One Monday afternoon in April 2013, 19-year-old Jordan Green was working in a liquor store in Adelaide, Australia, when two men in balaclavas holding a shotgun entered the store, jumped the counter, held the gun to his head, and demanded his co-worker open the store's safe.
It isn't the typical foundation for a company, but this is how Jemsoft was born.
As a pragmatist, Green told ZDNet that he approached the situation by questioning how they entered the store with automatic doors and security cameras. Fortunately, Green was also a programmer involved in robotics.
"The question in my head was why is it that someone who so clearly was not here to grab a slab could come into the local bottle-o and threaten my life and the life of my co-worker -- who to my knowledge has not returned to work. You could say that I took a pretty radical career change because I then left uni, left that job, and tried to build a company, which is not something a sane person would do," he said.
"The reason for that was I felt it shouldn't be that hard to build a system that can identify at the very least that somebody is wearing a balaclava and carrying a gun, and perform the inference that they're probably not there to grab a slab -- especially when I knew I had the technology available."
Studying computer science and already working on a number of projects with Jemsoft co-founder Emily Rich, Green went to Rich with the idea of developing a platform that could prevent situations like the one he had found himself in.
The pair spent a couple of months looking at the space and the viability of the product, and decided to put together a prototype.
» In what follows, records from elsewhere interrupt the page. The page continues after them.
//! Async fan-out driver for federated searches.
//!
//! ```text
//! run(query)
//!   ├─ start_search ──▶ LogicalSearch (Arc, owned by run)
//!   ├─ spawn per source ──▶ SourceClient::query ──▶ on_source_response
//!   │                                             └─▶ spawn cache.put(new_items)
//!   └─ timeout(deadline) ──▶ fail_pending("deadline exceeded") ──▶ snapshot
//! ```
//!
//! Source tasks hold only a `Weak` handle to the search. Once `run` returns
//! and drops its `Arc`, a source that answers late finds nothing to deliver
//! to. Cache writes are spawned separately and never delay delivery.
//! Each write folds its [`PutSummary`] into a running total when it
//! completes, so finished handles are reaped on the next spawn and the
//! handle list only holds writes still in flight.
//! [`FederatedSearchDriver::flush_cache_writes`] awaits those and drains
//! the total.

use anyhow::{bail, Result};
use std::sync::{Arc, Mutex, MutexGuard, PoisonError, Weak};
use std::time::{Duration, Instant};
use tokio::task::JoinHandle;
use tracing::{debug, info, warn};

use catalog_federation_core::cache::{PutSummary, ResultCache};
use catalog_federation_core::federation::{
    CompositeResult, FederationCoordinator, LogicalSearch, ResponseOutcome,
};
use catalog_federation_core::models::{RetrievalContext, SourceFault, SourceResponse};

use crate::cache_cmd::open_cache;
use crate::config::Config;
use crate::sources::{SourceClient, SourceRegistry};

/// Reason recorded against sources still pending when the deadline passes.
pub const DEADLINE_EXCEEDED: &str = "deadline exceeded";

/// Runs federated searches over a [`SourceRegistry`], feeding merged items
/// into an optional [`ResultCache`].
pub struct FederatedSearchDriver {
    coordinator: Arc<FederationCoordinator>,
    registry: SourceRegistry,
    cache: Option<ResultCache>,
    context: Option<RetrievalContext>,
    deadline: Duration,
    cache_writes: Arc<Mutex<CacheWrites>>,
}

/// Write-behind bookkeeping: in-flight put tasks and the summary of every
/// put completed since the last flush.
#[derive(Default)]
struct CacheWrites {
    in_flight: Vec<JoinHandle<()>>,
    completed: PutSummary,
}

fn lock_writes(writes: &Mutex<CacheWrites>) -> MutexGuard<'_, CacheWrites> {
    writes.lock().unwrap_or_else(PoisonError::into_inner)
}

impl FederatedSearchDriver {
    pub fn new(registry: SourceRegistry, cache: Option<ResultCache>, deadline: Duration) -> Self {
        Self {
            coordinator: Arc::new(FederationCoordinator::new()),
            registry,
            cache,
            context: None,
            deadline,
            cache_writes: Arc::new(Mutex::new(CacheWrites::default())),
        }
    }

    /// Build a driver from config: every `[[sources]]` entry, the configured
    /// cache backend and policy chain, and `federation.deadline_ms`.
    pub async fn from_config(config: &Config) -> Result<Self> {
        let registry = SourceRegistry::from_config(config);
        let cache = open_cache(config).await?;
        Ok(Self::new(
            registry,
            cache,
            Duration::from_millis(config.federation.deadline_ms),
        ))
    }

    /// Cache merged items under `context` instead of the identity-only key.
    pub fn with_context(mut self, context: RetrievalContext) -> Self {
        self.context = Some(context);
        self
    }

    pub fn with_deadline(mut self, deadline: Duration) -> Self {
        self.deadline = deadline;
        self
    }

    pub fn coordinator(&self) -> &FederationCoordinator {
        &self.coordinator
    }

    pub fn registry(&self) -> &SourceRegistry {
        &self.registry
    }

    pub fn cache(&self) -> Option<&ResultCache> {
        self.cache.as_ref()
    }

    /// Search `source_ids` (every registered source when empty) and return
    /// the composite result once all sources answered or the deadline
    /// passed, whichever comes first.
    ///
    /// # Errors
    ///
    /// Fails when a requested source is not registered or when no source is
    /// available. Individual source failures are reported in the result.
    pub async fn run(&self, query: &str, source_ids: &[String]) -> Result<CompositeResult> {
        let ids = if source_ids.is_empty() {
            self.registry.ids()
        } else {
            source_ids.to_vec()
        };
        if ids.is_empty() {
            bail!("No sources configured. Add a [[sources]] entry to the config.");
        }

        let mut sources = Vec::with_capacity(ids.len());
        for id in &ids {
            match self.registry.find(id) {
                Some(source) => sources.push(source),
                None => bail!("Unknown source: '{}'", id),
            }
        }

        let search = self.coordinator.start_search(query, ids)?;
        info!(search_id = %search.id(), query, sources = sources.len(), "federated search started");

        let handles: Vec<JoinHandle<()>> = sources
            .into_iter()
            .map(|source| self.spawn_source(source, Arc::downgrade(&search)))
            .collect();

        let search_id = search.id();
        let all_answered = async move {
            for handle in handles {
                if let Err(e) = handle.await {
                    warn!(search_id = %search_id, error = %e, "source task aborted");
                }
            }
        };

        if tokio::time::timeout(self.deadline, all_answered).await.is_err() {
            let failed = self.coordinator.fail_pending(&search, DEADLINE_EXCEEDED)?;
            warn!(
                search_id = %search.id(),
                failed,
                deadline_ms = self.deadline.as_millis() as u64,
                "deadline exceeded"
            );
        } else if !search.is_finished() {
            // Only reachable when a source task panicked before delivering.
            self.coordinator.fail_pending(&search, "source task aborted")?;
        }

        Ok(self.coordinator.snapshot(&search))
    }

    /// Await every cache write still in flight and return the combined
    /// summary of all writes since the previous flush.
    pub async fn flush_cache_writes(&self) -> PutSummary {
        let pending = std::mem::take(&mut lock_writes(&self.cache_writes).in_flight);

        for handle in pending {
            if let Err(e) = handle.await {
                warn!(error = %e, "cache write task aborted");
            }
        }
        std::mem::take(&mut lock_writes(&self.cache_writes).completed)
    }

    /// Number of spawned cache writes not yet reaped.
    pub fn pending_cache_writes(&self) -> usize {
        lock_writes(&self.cache_writes).in_flight.len()
    }

    fn spawn_source(&self, source: Arc<dyn SourceClient>, search: Weak<LogicalSearch>) -> JoinHandle<()> {
        let coordinator = self.coordinator.clone();
        let cache = self.cache.clone();
        let context = self.context.clone();
        let cache_writes = self.cache_writes.clone();

        tokio::spawn(async move {
            let source_id = source.id().to_string();
            let query = match search.upgrade() {
                Some(search) => search.query().to_string(),
                None => return,
            };

            let started = Instant::now();
            let response = match source.query(&query).await {
                Ok(batch) => SourceResponse::Batch(batch),
                Err(e) => SourceResponse::Fault(SourceFault::new(
                    format!("{:#}", e),
                    started.elapsed().as_millis() as u64,
                )),
            };

            let Some(search) = search.upgrade() else {
                debug!(source_id = %source_id, "dropping response for abandoned search");
                return;
            };

            let outcome = match coordinator.on_source_response(&search, &source_id, response) {
                Ok(outcome) => outcome,
                Err(e) => {
                    warn!(search_id = %search.id(), source_id = %source_id, error = %e, "response rejected");
                    return;
                }
            };

            if let (ResponseOutcome::Merged { new_items }, Some(cache)) = (outcome, cache) {
                if new_items.is_empty() {
                    return;
                }
                let completed = cache_writes.clone();
                let handle = tokio::spawn(async move {
                    let summary = cache.put(new_items, context.as_ref()).await;
                    lock_writes(&completed).completed += summary;
                });
                let mut writes = lock_writes(&cache_writes);
                writes.in_flight.retain(|h| !h.is_finished());
                writes.in_flight.push(handle);
            }
        })
    }
}

#[cfg(test)]
mod tests {
    use super::*;
    use async_trait::async_trait;
    use catalog_federation_core::index::memory::InMemoryIndex;
    use catalog_federation_core::index::CacheQuery;
    use catalog_federation_core::models::{Item, ResultBatch};
    use catalog_federation_core::policy::CachePolicyChain;
    use catalog_federation_core::tracker::TrackerState;

    struct StaticSource {
        id: &'static str,
        ids: Vec<&'static str>,
        delay: Duration,
    }

    #[async_trait]
    impl SourceClient for StaticSource {
        fn id(&self) -> &str {
            self.id
        }
        fn description(&self) -> &str {
            "static"
        }
        async fn query(&self, _query: &str) -> Result<ResultBatch> {
            tokio::time::sleep(self.delay).await;
            Ok(ResultBatch {
                items: self.ids.iter().map(|id| Item::new(self.id, *id)).collect(),
                hit_count: self.ids.len() as u64,
                elapsed_millis: self.delay.as_millis() as u64,
            })
        }
    }

    struct BrokenSource;

    #[async_trait]
    impl SourceClient for BrokenSource {
        fn id(&self) -> &str {
            "broken"
        }
        fn description(&self) -> &str {
            "always fails"
        }
        async fn query(&self, _query: &str) -> Result<ResultBatch> {
            bail!("connection refused")
        }
    }

    fn source(id: &'static str, ids: Vec<&'static str>, delay_ms: u64) -> Arc<dyn SourceClient> {
        Arc::new(StaticSource {
            id,
            ids,
            delay: Duration::from_millis(delay_ms),
        })
    }

    fn memory_cache() -> ResultCache {
        ResultCache::new(Arc::new(InMemoryIndex::new()), CachePolicyChain::empty())
    }

    #[tokio::test]
    async fn test_all_sources_answer() {
        let mut registry = SourceRegistry::new();
        registry.register(source("s1", vec!["a", "b"], 0));
        registry.register(source("s2", vec!["a"], 5));
        let driver = FederatedSearchDriver::new(registry, None, Duration::from_secs(5));

        let result = driver.run("q", &[]).await.unwrap();
        assert!(result.finished);
        assert!(result.successful);
        assert_eq!(result.items.len(), 3);
        assert_eq!(result.total_hits, 3);
    }

    #[tokio::test]
    async fn test_fault_is_recorded_not_raised() {
        let mut registry = SourceRegistry::new();
        registry.register(source("s1", vec!["a"], 0));
        registry.register(Arc::new(BrokenSource));
        let driver = FederatedSearchDriver::new(registry, None, Duration::from_secs(5));

        let result = driver.run("q", &[]).await.unwrap();
        assert!(result.finished);
        assert!(!result.successful);
        assert_eq!(result.sources["broken"].state(), TrackerState::Failed);
        assert!(result.sources["broken"]
            .failure()
            .unwrap()
            .contains("connection refused"));
        assert_eq!(result.items.len(), 1);
    }

    #[tokio::test]
    async fn test_deadline_fails_slow_sources() {
        let mut registry = SourceRegistry::new();
        registry.register(source("fast", vec!["a"], 0));
        registry.register(source("slow", vec!["b"], 5_000));
        let driver = FederatedSearchDriver::new(registry, None, Duration::from_millis(100));

        let result = driver.run("q", &[]).await.unwrap();
        assert!(result.finished);
        assert_eq!(result.sources["fast"].state(), TrackerState::Succeeded);
        assert_eq!(result.sources["slow"].state(), TrackerState::Failed);
        assert_eq!(result.sources["slow"].failure(), Some(DEADLINE_EXCEEDED));
        assert_eq!(result.failed_sources(), vec!["slow"]);
    }

    #[tokio::test]
    async fn test_merged_items_are_cached() {
        let mut registry = SourceRegistry::new();
        registry.register(source("s1", vec!["a", "b"], 0));
        let driver = FederatedSearchDriver::new(registry, Some(memory_cache()), Duration::from_secs(5));

        driver.run("q", &[]).await.unwrap();
        let summary = driver.flush_cache_writes().await;
        assert_eq!(summary.stored, 2);

        let cached = driver.cache().unwrap().query(&CacheQuery::new()).await.unwrap();
        assert_eq!(cached.hit_count, 2);
    }

    #[tokio::test]
    async fn test_unflushed_cache_writes_stay_bounded() {
        let mut registry = SourceRegistry::new();
        registry.register(source("s1", vec!["a", "b"], 0));
        let driver = FederatedSearchDriver::new(registry, Some(memory_cache()), Duration::from_secs(5));

        let runs = 200;
        for _ in 0..runs {
            driver.run("q", &[]).await.unwrap();
            // Let the spawned put finish before the next run reaps it.
            tokio::time::sleep(Duration::from_millis(1)).await;
        }
        assert!(driver.pending_cache_writes() <= 2);

        let summary = driver.flush_cache_writes().await;
        assert_eq!(summary.stored, runs * 2);
        assert_eq!(driver.pending_cache_writes(), 0);
        assert_eq!(driver.flush_cache_writes().await, PutSummary::default());
    }

    #[tokio::test]
    async fn test_late_response_after_deadline_is_dropped() {
        let mut registry = SourceRegistry::new();
        registry.register(source("fast", vec!["a"], 0));
        registry.register(source("slow", vec!["b"], 150));
        let driver = FederatedSearchDriver::new(registry, Some(memory_cache()), Duration::from_millis(50));

        let result = driver.run("q", &[]).await.unwrap();
        assert_eq!(result.items.len(), 1);

        tokio::time::sleep(Duration::from_millis(300)).await;
        assert_eq!(driver.flush_cache_writes().await.stored, 1);
        let metrics = driver.coordinator().source_metrics();
        assert_eq!(metrics["slow"].successes, 0);
        assert_eq!(metrics["slow"].failures, 1);
    }

    #[tokio::test]
    async fn test_selected_sources_only() {
        let mut registry = SourceRegistry::new();
        registry.register(source("s1", vec!["a"], 0));
        registry.register(source("s2", vec!["b"], 0));
        let driver = FederatedSearchDriver::new(registry, None, Duration::from_secs(5));

        let result = driver.run("q", &["s2".to_string()]).await.unwrap();
        assert_eq!(result.sources.len(), 1);
        assert_eq!(result.items[0].id, "b");
        assert_eq!(driver.coordinator().source_metrics().len(), 1);
    }

    #[tokio::test]
    async fn test_unknown_or_missing_sources_are_errors() {
        let driver = FederatedSearchDriver::new(SourceRegistry::new(), None, Duration::from_secs(1));
        assert!(driver.run("q", &[]).await.is_err());

        let mut registry = SourceRegistry::new();
        registry.register(source("s1", vec![], 0));
        let driver = FederatedSearchDriver::new(registry, None, Duration::from_secs(1));
        assert!(driver.run("q", &["nope".to_string()]).await.is_err());
    }
}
They then found themselves a couple of advisors, put a board together, filed for a patent, and started building the system -- only to find the product's market balked at the cost.
With deep learning not as mainstream three years ago, Green explained that hardware manufacturers weren't building edge devices for what Jemsoft needed, so he and Rich were simply "hacking things together" to make something work.
"The hardware we needed for this was hugely expensive, which meant we had an expensive solution. It fell between AU$5,000 to AU$10,000 a year to use -- which we felt was not too much to protect people from having guns held to their heads -- but corporates unfortunately put a lesser price than that on it," Green said.
It became clear that a company's insurance covered the money side of a robbery, and that was the bottom line.
"It's the typical story of solving your own problem. It's an incredible thing in a startup to solve your own problem because the fire of passion will never dwindle, but it also means there are blinkers on when it comes to the business viability," Green said.
"When we came to that realisation, it was very, very hard."
In building the product, Green and Rich had to annotate hundreds of thousands of images and videos of armed hold-ups, which sometimes involved playing dress-ups and reenacting robberies.
Green built a system that allowed a non-technical user to use it, and then decided to upload it to oDesk -- now Upwork -- to outsource it. However, Green said something clicked and made him stop the upload.
"So we stopped uploading the software, because that may have been worth more than anything else we had," he explained. "What we realised at that point is what we had built was not so much a security system, but an entire platform to enable the security system. And that was the gold."
When the duo worked that out, they put an API on it, and MonocularAPI was the result. The computer vision API platform was sent to the cloud and Jemsoft started making sales -- just shy of AU$1 million during the 2015-16 financial year.
Jemsoft started on Microsoft's Azure cloud, but lacked the GPU power that made Green and Rich's life easier.
The pair was contacted by a systems architect who worked with Amazon Web Services (AWS), who put them in touch with some of AWS' hardware designers in Seattle.
With a combined age of less than many of their competitors, Rich and Green found themselves involved in working on what the future of the Amazon GPU cloud would look like.
"For us this was fantastic, because we knew for us it meant that our business trajectory was going to be supported, and on their side I'd presume they were hoping whatever we're doing now, other people would also be doing," Green explained.
"So we were very fortunate to do that, and as a result we were able to design solutions around products that weren't released by Amazon yet.
"This allowed us to be the first general availability -- we beat IBM Watson to general availability in the computer vision space."
In order to do what its customers wanted, there were only two options for Jemsoft: The first was to send customers' data from the Jemsoft software to an AWS datacentre; and the other was for customers to send their information digitally or on a hard drive to Adelaide, for the company to then load it onto physical computers and process it on their own GPUs.
The pair scoffed at the viability of the latter.
At 23 and 26 years old, respectively, Green and Rich have built a powerful and extensive computer vision framework for the cloud.